And now we have this cheerful biddable beast, who has been a huge part of our lives for thirteen years, who, as far as I know, isn’t aware of mortality. Is that true? Or do they just reason that there is no point thinking about something that happens whether you consider it or not.
I can do the Buddhist practice of tonglen for her now though. I don’t know why I haven’t. I shall do that for her today and I’m going to draw her today too. I have thousands of sketches of Bella. Maybe I’ll see if I can actually do some studies and do a painting of her for Ron down the road. We’ll see.
That’s it for today.
Tuesday . . .
The lovely vet came this morning. She was kind and competent and Bella licked her hand in forgiveness before she did what she came to do. It was so much better in every way than taking Bella to the vet’s office. The very kind man who owns the pet crematorium came this afternoon and then that was it.
We know she had a good life. We know it is the price of love. But oh boy it is so tough.
Wednesday . . .
I imagined that this would be difficult but I woefully underestimated the level of it. It turns out absolutely everything in our day to day life is infused with Bella-ness. When we get up in the morning we let her out before lighting the fire or making the coffee. Then we feed her, and even before those two tasks we hug her and kiss her and talk to her about her night. And so it goes all day long. I’m outside walking with her shortly after 8 am. Her ears (all of this pre-illness) perk up when I put my socks on. She’s going to see Sherri and Bob and Joan! When we get to the end of the road she’ll get a ‘turnaround treat’ from Sherri. When I come in Ron will ask us who we’ve seen. If I’m doing my strength training Bella likes to curl up on my yoga mat. And so it goes. All day. And the evening ritual is the one that had us crying last night. We boths spend a few minutes with the girl who will already be in her bed. Today Ron went out to do something with the car tires and he came in later saying he felt guilty being out there without her. She always supervised his snow clearing and in the summer was keen (a little too keen) to help in the garden. If it is too hot or raining she curls up under the canoes that lie on sawhorses in the back of the yard. At about three Ron would take her for her afternoon walk and if it was really glorious and not the weekend they might go to High Head. When we ate our evening meal she’d come and look at us just in case we forgot she had her meal right after ours. When Ron cooked he loved to give her bits of potato or what we called the ‘lettuce bone’ the main rib of the romaine, which she would very carefully take out to the deck to chew as no bones were eaten in the house. I would hear him out in the kitchen, the music going and he giving her little bits of this and that. At around 8:30 in the evening she’d get up and stretch and look at him until he took her out to do the evening patrol.
That’s all I can write today.
Thursday . . .
I know that the piercing quality of this missing her will abate some as the days go by. Knowing that doesn’t seem to help though.

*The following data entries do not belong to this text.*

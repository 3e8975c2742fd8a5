//! Tokio-backed session runtime
//!
//! This module supplies the concurrency shell around [`Game`]: one worker
//! task per client connection, a writer task per connection, and timer
//! tasks for the question alarms. All of them funnel into a single mutex
//! around the game state, so registration, answer submission, timeout
//! firing, and advancement are serialized with each other; the lock is
//! never held across I/O or sleeps.
//!
//! Accepting connections stays outside this crate. Whatever owns the
//! listening socket hands each accepted stream to [`Session::handle`].

use std::{
    sync::{Arc, Mutex, MutexGuard},
    time::Duration,
};

use tokio::{
    io::{AsyncBufReadExt, AsyncRead, AsyncWrite, AsyncWriteExt, BufReader},
    sync::mpsc,
};

use crate::{
    bank::QuestionBank,
    game::{AlarmMessage, Game, Phase, Settings},
    registry::Id,
    session::{Closed, Tunnel},
    wire::ClientMessage,
};

/// Tunnel implementation backed by a per-connection writer task
///
/// Sending only enqueues the line, so it never blocks the session lock;
/// the writer task drains the queue onto the socket. Once the writer is
/// gone (socket error or shutdown), sends fail and the broadcaster
/// unregisters the player.
#[derive(Debug, Clone)]
struct LineTunnel {
    tx: mpsc::UnboundedSender<String>,
}

impl Tunnel for LineTunnel {
    fn send(&self, line: &str) -> Result<(), Closed> {
        self.tx.send(line.to_owned()).map_err(|_| Closed)
    }

    // Dropping the sender lets the writer task drain and exit, which
    // releases the write half of the connection.
    fn close(self) {}
}

/// One live trivia session shared by all of its connection workers
///
/// Cloning is cheap; every clone drives the same game behind the same
/// lock. The accept loop stays outside this crate:
///
/// ```no_run
/// use quizcast::{bank::QuestionBank, game::Settings, runtime::Session};
///
/// # async fn serve() -> std::io::Result<()> {
/// let session = Session::new(QuestionBank::builtin(), Settings::default());
/// let listener = tokio::net::TcpListener::bind("0.0.0.0:12345").await?;
/// loop {
///     let (stream, _) = listener.accept().await?;
///     let session = session.clone();
///     tokio::spawn(async move { session.handle(stream).await });
/// }
/// # }
/// ```
#[derive(Clone)]
pub struct Session {
    shared: Arc<Shared>,
}

struct Shared {
    game: Mutex<Game<LineTunnel>>,
}

impl Session {
    /// Creates a session over the given bank and settings
    pub fn new(bank: QuestionBank, settings: Settings) -> Self {
        Self {
            shared: Arc::new(Shared {
                game: Mutex::new(Game::new(bank, settings)),
            }),
        }
    }

    /// Returns the session's current phase
    pub fn phase(&self) -> Phase {
        self.lock().phase()
    }

    /// Returns the number of registered players
    pub fn player_count(&self) -> usize {
        self.lock().player_count()
    }

    /// Runs one client connection to completion
    ///
    /// The first line received is the join handshake carrying the display
    /// name; an empty line yields an unnamed identity, and a connection
    /// that closes before sending it is dropped without ever being
    /// registered. After the handshake, every line is decoded as a client
    /// record and dispatched under the session lock; malformed lines are
    /// logged and discarded without terminating the connection. When the
    /// stream ends, the player is removed and the usual departure cascade
    /// runs.
    pub async fn handle<S>(&self, stream: S)
    where
        S: AsyncRead + AsyncWrite + Send + 'static,
    {
        let (reader, writer) = tokio::io::split(stream);
        let (tx, rx) = mpsc::unbounded_channel();
        let writer_task = tokio::spawn(pump_lines(writer, rx));
        let mut lines = BufReader::new(reader).lines();

        let name = match lines.next_line().await {
            Ok(Some(line)) => clean_name(&line),
            Ok(None) => {
                drop(tx);
                let _ = writer_task.await;
                return;
            }
            Err(error) => {
                log::warn!("join handshake failed: {error}");
                drop(tx);
                let _ = writer_task.await;
                return;
            }
        };

        let id = Id::new();
        self.lock()
            .add_player(id, name, LineTunnel { tx }, self.scheduler());

        loop {
            match lines.next_line().await {
                Ok(Some(line)) => {
                    let line = line.trim();
                    if line.is_empty() {
                        continue;
                    }
                    match ClientMessage::from_line(line) {
                        Ok(message) => {
                            self.lock().receive_message(id, message, self.scheduler());
                        }
                        Err(error) => {
                            log::warn!("discarding malformed record on {id}: {error}");
                        }
                    }
                }
                Ok(None) => break,
                Err(error) => {
                    log::warn!("receive failed on {id}: {error}");
                    break;
                }
            }
        }

        self.lock().remove_player(id);
        let _ = writer_task.await;
    }

    /// Builds the schedule callback handed to the game: each request
    /// becomes a timer task that sleeps and then re-enters the lock with
    /// the alarm
    fn scheduler(&self) -> impl FnMut(AlarmMessage, Duration) {
        let shared = Arc::clone(&self.shared);
        move |message, after| schedule_alarm(&shared, message, after)
    }

    fn lock(&self) -> MutexGuard<'_, Game<LineTunnel>> {
        lock_game(&self.shared)
    }
}

fn lock_game(shared: &Arc<Shared>) -> MutexGuard<'_, Game<LineTunnel>> {
    shared.game.lock().expect("session state lock poisoned")
}

/// Arms one alarm; the game decides on receipt whether it is still
/// current, so a timer that lost its race fires into a no-op
fn schedule_alarm(shared: &Arc<Shared>, message: AlarmMessage, after: Duration) {
    let shared = Arc::clone(shared);
    tokio::spawn(async move {
        tokio::time::sleep(after).await;
        let chained = Arc::clone(&shared);
        lock_game(&shared).receive_alarm(message, move |message, after| {
            schedule_alarm(&chained, message, after);
        });
    });
}

/// Drains queued protocol lines onto the socket, one line per record
async fn pump_lines<W>(mut sink: W, mut source: mpsc::UnboundedReceiver<String>)
where
    W: AsyncWrite + Unpin,
{
    while let Some(mut line) = source.recv().await {
        line.push('\n');
        if let Err(error) = sink.write_all(line.as_bytes()).await {
            log::debug!("writer stopped: {error}");
            break;
        }
    }
}

/// Normalizes a handshake line into a display name
fn clean_name(line: &str) -> String {
    line.trim()
        .chars()
        .take(crate::constants::player::MAX_NAME_LENGTH)
        .collect()
}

This morning I walked with Sherri through the woods down to the benches where we can sit and look out the bay. I’ve been needing to walk more than our gal wanted to these last months and it was a perfect day to do it – the sun so shiny on the snow, the sea so calm and beautiful, ducks and loons and then blue jays flying overhead and the trees. What my soul needed.
I remembered that after 9/11, a year before I met Ron, I would feel overwhelmed by the news and take Hoagy down to the Dingle park. I would look at the ducks and call out to them “Ducks at war!” and they would blessedly ignore me. They knew nothing of the nonsense of humans. What a relief. I should try yelling at them “Ducks insist on the release of Epstein files!” Or “Ducks demand ICE disbanded!”
It was good to remember that nature is one of the few things that give me some peace. It will be nice next week to walk on a beach in the Caribbean, swim in warm water, snorkel and see fancy coloured fish, be surrounded by folks who don’t know we are wounded.
Another healing thing is poetry. I’m doing a special practice for a friend who died two weeks ago. I just sit and meditate and talk to the person who died for 49 days to help them through the bardo. This friend and I shared a deep love of poetry and so I often read to him - Rumi is a favourite.
Love Dogs - Rumi (Coleman Barks)
One night a man was crying,
“Allah, Allah!”
His lips grew sweet with the praising,
until a cynic said,
“So! I have heard you
calling out, but have you ever
gotten any response?”
The man had no answer for that.
He quit praying and fell into a confused sleep.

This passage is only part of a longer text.